How can I sandbox Python in pure Python? - python

I'm developing a web game in pure Python, and want some simple scripting available to allow for more dynamic game content. Game content can be added live by privileged users.
It would be nice if the scripting language could be Python. However, it can't run with access to the environment the game runs on since a malicious user could wreak havoc which would be bad. Is it possible to run sandboxed Python in pure Python?
Update: In fact, since true Python support would be way overkill, a simple scripting language with Pythonic syntax would be perfect.
If there aren't any Pythonic script interpreters, are there any other open source script interpreters written in pure Python that I could use? The requirements are support for variables, basic conditionals and function calls (not definitions).

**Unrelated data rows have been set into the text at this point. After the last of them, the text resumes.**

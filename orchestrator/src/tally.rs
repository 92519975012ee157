//! Per-outcome vote tally.
//!
//! The deployed contracts take the originality flag from the first accepted
//! vote and only count after that. A sound consensus rule tallies each
//! outcome and finalizes on the majority once the threshold is reached; this
//! tally implements that rule so the orchestrator can detect when the
//! ledger's first-vote-wins value disagrees with the actual majority.

use serde::{Deserialize, Serialize};

#[derive(Clone, Copy, Debug, Default, PartialEq, Eq, Serialize, Deserialize)]
pub struct VoteTally {
    original: u32,
    not_original: u32,
}

impl VoteTally {
    pub fn new() -> Self {
        Self::default()
    }

    pub fn record(&mut self, is_original: bool) {
        if is_original {
            self.original += 1;
        } else {
            self.not_original += 1;
        }
    }

    pub fn total(&self) -> u32 {
        self.original + self.not_original
    }

    /// Majority outcome; `None` on a tie or an empty tally.
    pub fn majority(&self) -> Option<bool> {
        match self.original.cmp(&self.not_original) {
            std::cmp::Ordering::Greater => Some(true),
            std::cmp::Ordering::Less => Some(false),
            std::cmp::Ordering::Equal => None,
        }
    }

    /// Whether enough votes are in to finalize.
    pub fn at_threshold(&self, required: u32) -> bool {
        self.total() >= required
    }
}

#[cfg(test)]
mod tests {
    use super::*;

    #[test]
    fn empty_tally_has_no_majority() {
        assert_eq!(VoteTally::new().majority(), None);
    }

    #[test]
    fn majority_tracks_the_larger_side() {
        let mut tally = VoteTally::new();
        tally.record(true);
        assert_eq!(tally.majority(), Some(true));
        tally.record(false);
        assert_eq!(tally.majority(), None);
        tally.record(false);
        assert_eq!(tally.majority(), Some(false));
    }

    #[test]
    fn threshold_counts_both_outcomes() {
        let mut tally = VoteTally::new();
        tally.record(true);
        tally.record(false);
        assert!(tally.at_threshold(2));
        assert!(!tally.at_threshold(3));
    }
}
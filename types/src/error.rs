//! Parse and conversion errors for the fundamental types.

use thiserror::Error;

#[derive(Debug, Error)]
pub enum TypeError {
    #[error("invalid content id: {0}")]
    InvalidContentId(String),

    #[error("invalid account address: {0}")]
    InvalidAddress(String),

    #[error("numeric overflow: {value} does not fit in {target}")]
    NumericOverflow {
        value: String,
        target: &'static str,
    },
}
//! Router construction and serving.

use std::sync::Arc;

use axum::extract::DefaultBodyLimit;
use axum::routing::{get, post};
use axum::Router;
use tower_http::cors::{Any, CorsLayer};

use artchain_orchestrator::ValidationFacade;

use crate::handlers;

/// Uploads carry raw image bytes; allow up to 25 MiB.
const MAX_UPLOAD_BYTES: usize = 25 * 1024 * 1024;

/// Shared state for API handlers.
pub struct ApiState {
    pub facade: Arc<ValidationFacade>,
}

impl ApiState {
    pub fn new(facade: Arc<ValidationFacade>) -> Self {
        Self { facade }
    }
}

/// Build the API router with all routes.
pub fn router(state: Arc<ApiState>) -> Router {
    let cors = CorsLayer::new()
        .allow_origin(Any)
        .allow_methods(Any)
        .allow_headers(Any);

    Router::new()
        .route("/upload", post(handlers::upload))
        .route("/upload-ipfs", post(handlers::upload_ipfs))
        .route("/validate", post(handlers::validate))
        .route("/artworks", get(handlers::artworks_cached))
        .route("/api/artworks", get(handlers::artworks_ledger))
        .route("/ai-vlm", post(handlers::ai_vlm))
        .route("/resync", post(handlers::resync))
        .route("/ready", get(handlers::ready))
        .route("/info", get(handlers::info))
        .layer(DefaultBodyLimit::max(MAX_UPLOAD_BYTES))
        .layer(cors)
        .with_state(state)
}

/// Bind and serve until the process exits.
pub async fn serve(state: Arc<ApiState>, port: u16) -> std::io::Result<()> {
    let listener = tokio::net::TcpListener::bind(("0.0.0.0", port)).await?;
    tracing::info!(port, "HTTP API listening");
    axum::serve(listener, router(state)).await
}
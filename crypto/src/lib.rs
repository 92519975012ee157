//! Content fingerprint derivation for the ArtChain backend.
//!
//! Blake2b-256 over either raw artwork bytes or a canonical serialization of
//! a content-addressed submission. Pure functions; no I/O.

pub mod fingerprint;
pub mod hash;

pub use fingerprint::{fingerprint_bytes, fingerprint_content_refs, FingerprintError};
pub use hash::{blake2b_256, blake2b_256_multi};
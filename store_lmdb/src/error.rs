use thiserror::Error;

use artchain_store::StoreError;

#[derive(Debug, Error)]
pub enum LmdbError {
    #[error("LMDB error: {0}")]
    Heed(#[from] heed::Error),

    #[error("I/O error: {0}")]
    Io(#[from] std::io::Error),

    #[error("serialization error: {0}")]
    Serialization(String),
}

impl From<LmdbError> for StoreError {
    fn from(e: LmdbError) -> Self {
        match e {
            LmdbError::Serialization(msg) => StoreError::Serialization(msg),
            other => StoreError::Backend(other.to_string()),
        }
    }
}
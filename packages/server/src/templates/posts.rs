use serde::Serialize;

use super::Template;
use super::html::{comment_list, date, e, form, linebreaks, post_list};
use crate::models::comment::CommentView;
use crate::models::form::FormView;
use crate::models::post::{GroupView, PostView, UserView};
use crate::models::shared::PageObj;

#[derive(Serialize)]
pub struct IndexPage {
    pub page_obj: PageObj<PostView>,
}

impl Template for IndexPage {
    const NAME: &'static str = "posts/index.html";

    fn title(&self) -> String {
        "Latest updates on the site".into()
    }

    fn body(&self) -> String {
        format!(
            "<h1>Latest updates on the site</h1>\n{}",
            post_list(&self.page_obj, true)
        )
    }
}

#[derive(Serialize)]
pub struct GroupPage {
    pub group: GroupView,
    pub page_obj: PageObj<PostView>,
}

impl Template for GroupPage {
    const NAME: &'static str = "posts/group_list.html";

    fn title(&self) -> String {
        format!("Posts of the group {}", self.group.title)
    }

    fn body(&self) -> String {
        format!(
            "<h1>{}</h1>\n<p>{}</p>\n{}",
            e(&self.group.title),
            linebreaks(&self.group.description),
            post_list(&self.page_obj, false)
        )
    }
}

#[derive(Serialize)]
pub struct ProfilePage {
    pub author: UserView,
    pub posts_count: u64,
    /// Whether the viewer follows `author`.
    pub following: bool,
    /// Whether the viewer may follow `author` at all.
    pub can_follow: bool,
    pub page_obj: PageObj<PostView>,
}

impl Template for ProfilePage {
    const NAME: &'static str = "posts/profile.html";

    fn title(&self) -> String {
        format!("Profile of {}", self.author.username)
    }

    fn body(&self) -> String {
        let username = e(&self.author.username);
        let button = match (self.can_follow, self.following) {
            (false, _) => String::new(),
            (true, true) => {
                format!(r#"<a class="button" href="/profile/{username}/unfollow/">Unfollow</a>"#)
            }
            (true, false) => {
                format!(r#"<a class="button" href="/profile/{username}/follow/">Follow</a>"#)
            }
        };

        format!(
            "<h1>All posts of {username}</h1>\n<h3>Posts: {}</h3>\n{button}\n{}",
            self.posts_count,
            post_list(&self.page_obj, true)
        )
    }
}

#[derive(Serialize)]
pub struct PostDetailPage {
    pub post: PostView,
    /// Number of posts by the post's author.
    pub posts_count: u64,
    pub comments: Vec<CommentView>,
    pub form: FormView,
    /// Whether the viewer wrote the post.
    pub is_author: bool,
    pub can_comment: bool,
}

impl Template for PostDetailPage {
    const NAME: &'static str = "posts/post_detail.html";

    fn title(&self) -> String {
        let preview: String = self.post.text.chars().take(30).collect();
        format!("Post {preview}")
    }

    fn body(&self) -> String {
        let post = &self.post;

        let group = post
            .group
            .as_ref()
            .map(|g| {
                format!(
                    r#"<li>Group: {0} <a href="/group/{1}/">all posts of the group</a></li>"#,
                    e(&g.title),
                    e(&g.slug)
                )
            })
            .unwrap_or_default();

        let image = post
            .image
            .as_deref()
            .map(|name| format!(r#"<img class="card-img" src="/media/{}" alt="">"#, e(name)))
            .unwrap_or_default();

        let author_actions = if self.is_author {
            format!(
                r#"<a class="button" href="/posts/{0}/edit/">Edit</a>
<form method="post" action="/posts/{0}/delete/"><button type="submit">Delete</button></form>"#,
                post.id
            )
        } else {
            String::new()
        };

        let comment_form = if self.can_comment {
            format!(
                "<h5>Add a comment:</h5>\n{}",
                form(
                    &self.form,
                    &format!("/posts/{}/comment/", post.id),
                    false,
                    "Send",
                    ""
                )
            )
        } else {
            String::new()
        };

        format!(
            r#"<aside>
  <ul>
    <li>Date: {date}</li>
    {group}
    <li>Author: <a href="/profile/{username}/">{username}</a></li>
    <li>Posts by the author: <span>{count}</span></li>
  </ul>
</aside>
<article>
  {image}
  <p>{text}</p>
  {author_actions}
</article>
{comment_form}
{comments}"#,
            date = date(&post.pub_date),
            username = e(&post.author.username),
            count = self.posts_count,
            text = linebreaks(&post.text),
            comments = comment_list(&self.comments),
        )
    }
}

#[derive(Serialize)]
pub struct CreatePostPage {
    pub form: FormView,
    pub is_edit: bool,
    pub post_id: Option<i32>,
}

impl Template for CreatePostPage {
    const NAME: &'static str = "posts/create_post.html";

    fn title(&self) -> String {
        if self.is_edit {
            "Edit post".into()
        } else {
            "New post".into()
        }
    }

    fn body(&self) -> String {
        let (action, submit) = match self.post_id {
            Some(id) if self.is_edit => (format!("/posts/{id}/edit/"), "Save"),
            _ => ("/create/".to_string(), "Add"),
        };
        format!(
            "<h1>{}</h1>\n{}",
            e(&self.title()),
            form(&self.form, &action, true, submit, "")
        )
    }
}

#[derive(Serialize)]
pub struct FollowPage {
    pub page_obj: PageObj<PostView>,
}

impl Template for FollowPage {
    const NAME: &'static str = "posts/follow.html";

    fn title(&self) -> String {
        "Posts of your subscriptions".into()
    }

    fn body(&self) -> String {
        let list = if self.page_obj.is_empty() {
            "<p>No posts from the authors you follow yet.</p>".to_string()
        } else {
            post_list(&self.page_obj, true)
        };
        format!("<h1>Posts of your subscriptions</h1>\n{list}")
    }
}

This is really non-trivial.
There are two ways to sandbox Python. One is to create a restricted environment (i.e., very few globals etc.) and exec your code inside this environment. This is what Messa is suggesting. It's nice but there are lots of ways to break out of the sandbox and create trouble. There was a thread about this on Python-dev a year ago or so in which people did things from catching exceptions and poking at internal state to break out to byte code manipulation. This is the way to go if you want a complete language.
The other way is to parse the code and then use the ast module to kick out constructs you don't want (e.g. import statements, function calls etc.) and then to compile the rest. This is the way to go if you want to use Python as a config language etc.
Another way (which might not work for you since you're using GAE), is the PyPy sandbox. While I haven't used it myself, word on the intertubes is that it's the only real sandboxed Python out there.
Based on your description of the requirements (The requirements are support for variables, basic conditionals and function calls (not definitions)) , you might want to evaluate approach 2 and kick out everything else from the code. It's a little tricky but doable.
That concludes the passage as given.